§ YOUR GOAL: Verbatim, and with nothing else, reproduce the data below from its first line through the line containing "into the current".

§ INPUT RECORDS:
■ ■ ■

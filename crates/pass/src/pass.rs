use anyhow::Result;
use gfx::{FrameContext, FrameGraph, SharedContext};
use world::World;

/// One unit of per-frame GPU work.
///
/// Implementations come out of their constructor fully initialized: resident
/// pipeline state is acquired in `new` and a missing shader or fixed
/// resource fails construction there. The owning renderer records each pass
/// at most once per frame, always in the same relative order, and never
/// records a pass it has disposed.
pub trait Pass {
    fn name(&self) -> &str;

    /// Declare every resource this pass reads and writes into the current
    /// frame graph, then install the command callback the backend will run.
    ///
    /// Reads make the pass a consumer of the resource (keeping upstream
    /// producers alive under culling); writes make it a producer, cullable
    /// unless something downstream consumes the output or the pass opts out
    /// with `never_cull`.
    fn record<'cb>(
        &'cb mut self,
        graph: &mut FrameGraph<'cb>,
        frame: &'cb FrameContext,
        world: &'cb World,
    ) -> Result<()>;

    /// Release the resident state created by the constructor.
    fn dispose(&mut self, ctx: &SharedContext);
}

■ ■ ■

§ ANSWER TO THE EXERCISE:
filename crates/pass/src/pass.rs
use anyhow::Result;
use gfx::{FrameContext, FrameGraph, SharedContext};
use world::World;

/// One unit of per-frame GPU work.
///
/// Implementations come out of their constructor fully initialized: resident
/// pipeline state is acquired in `new` and a missing shader or fixed
/// resource fails construction there. The owning renderer records each pass
/// at most once per frame, always in the same relative order, and never
/// records a pass it has disposed.
pub trait Pass {
    fn name(&self) -> &str;

    /// Declare every resource this pass reads and writes into the current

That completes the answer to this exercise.